» **WHAT YOU NEED TO DO**: In the listing, determine how many lines contain "SCAMPy". The reply is that number alone.

» **MATERIALS PROVIDED**:

──────────

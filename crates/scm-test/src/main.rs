//! Regression and plotting suite for the SCAMPy single-column model.
//!
//! Runs the solver once per case, compares its output with reference LES
//! data and writes the comparison figures under `plots/output/<case>/`.
//! Exits non-zero when any test fails.

mod fixture;
mod scenarios;
mod suite;

use std::path::PathBuf;

use anyhow::{bail, Context, Result};
use clap::Parser;
use tracing::info;
use tracing_subscriber::EnvFilter;

use scm_core::fetch::{HttpTransport, ReferenceFetcher};
use scm_core::runner::ModelRunner;
use scm_core::{Case, HarnessConfig};

use fixture::RunMode;
use suite::Report;

// ── CLI ──────────────────────────────────────────────────────────────────────

#[derive(Parser, Debug)]
#[command(name = "scm-test", about = "SCAMPy regression and plotting suite")]
struct Args {
    /// Harness configuration (JSON); defaults apply when omitted
    #[arg(short, long)]
    config: Option<PathBuf>,

    /// Run only this case (repeatable): DYCOMS_RF01, DryBubble, GABLS, Rico
    #[arg(long = "case")]
    cases: Vec<String>,

    /// Do not rebuild the solver before running
    #[arg(long)]
    skip_build: bool,

    /// Replace solver runs and reference downloads with generated data
    #[arg(long)]
    synthetic: bool,
}

fn select_cases(names: &[String]) -> Result<Vec<Case>> {
    if names.is_empty() {
        return Ok(Case::ALL.to_vec());
    }
    names.iter().map(|n| n.parse::<Case>().map_err(Into::into)).collect()
}

// ── Entry point ──────────────────────────────────────────────────────────────

fn main() -> Result<()> {
    tracing_subscriber::fmt()
        .with_env_filter(EnvFilter::try_from_default_env().unwrap_or_else(|_| EnvFilter::new("info")))
        .init();
    let args = Args::parse();

    let mut config = match &args.config {
        Some(path) => HarnessConfig::load(path)
            .with_context(|| format!("Cannot load configuration {}", path.display()))?,
        None => HarnessConfig::default(),
    };
    // The solver runs in its own directory; its output root must not be relative.
    config.output_root = std::path::absolute(&config.output_root)
        .with_context(|| format!("Cannot resolve {}", config.output_root.display()))?;
    let cases = select_cases(&args.cases)?;

    let runner = ModelRunner::from_config(&config);
    let mode = if args.synthetic {
        RunMode::Synthetic
    } else {
        if !args.skip_build {
            runner.build().context("Solver build failed")?;
        }
        RunMode::Solver(&runner)
    };
    let fetcher = ReferenceFetcher::new(HttpTransport::new(), &config.les_dir);

    let mut report = Report::default();
    for case in cases {
        suite::run_case(&scenarios::plan(case), &config, mode, &fetcher, &mut report);
    }

    for outcome in report.outcomes() {
        match &outcome.error {
            None => eprintln!("  PASS  {}", outcome.test),
            Some(e) => eprintln!("  FAIL  {}: {e}", outcome.test),
        }
    }
    info!(passed = report.passed(), failed = report.failed(), "suite finished");
    if report.failed() > 0 {
        bail!("{} of {} tests failed", report.failed(), report.outcomes().len());
    }
    Ok(())
}

#[cfg(test)]
mod tests {
    use super::*;

    #[test]
    fn all_cases_run_by_default() {
        assert_eq!(select_cases(&[]).unwrap(), Case::ALL.to_vec());
    }

    #[test]
    fn case_names_are_checked() {
        let picked = select_cases(&["gabls".to_string(), "Rico".to_string()]).unwrap();
        assert_eq!(picked, vec![Case::Gabls, Case::Rico]);
        assert!(select_cases(&["BOMEX".to_string()]).is_err());
    }

    #[test]
    fn flags_parse() {
        let args = Args::try_parse_from(["scm-test", "--case", "GABLS", "--synthetic"]).unwrap();
        assert_eq!(args.cases, vec!["GABLS"]);
        assert!(args.synthetic && !args.skip_build);
        assert!(args.config.is_none());
    }
}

──────────

» **WRITTEN REPLY**: 2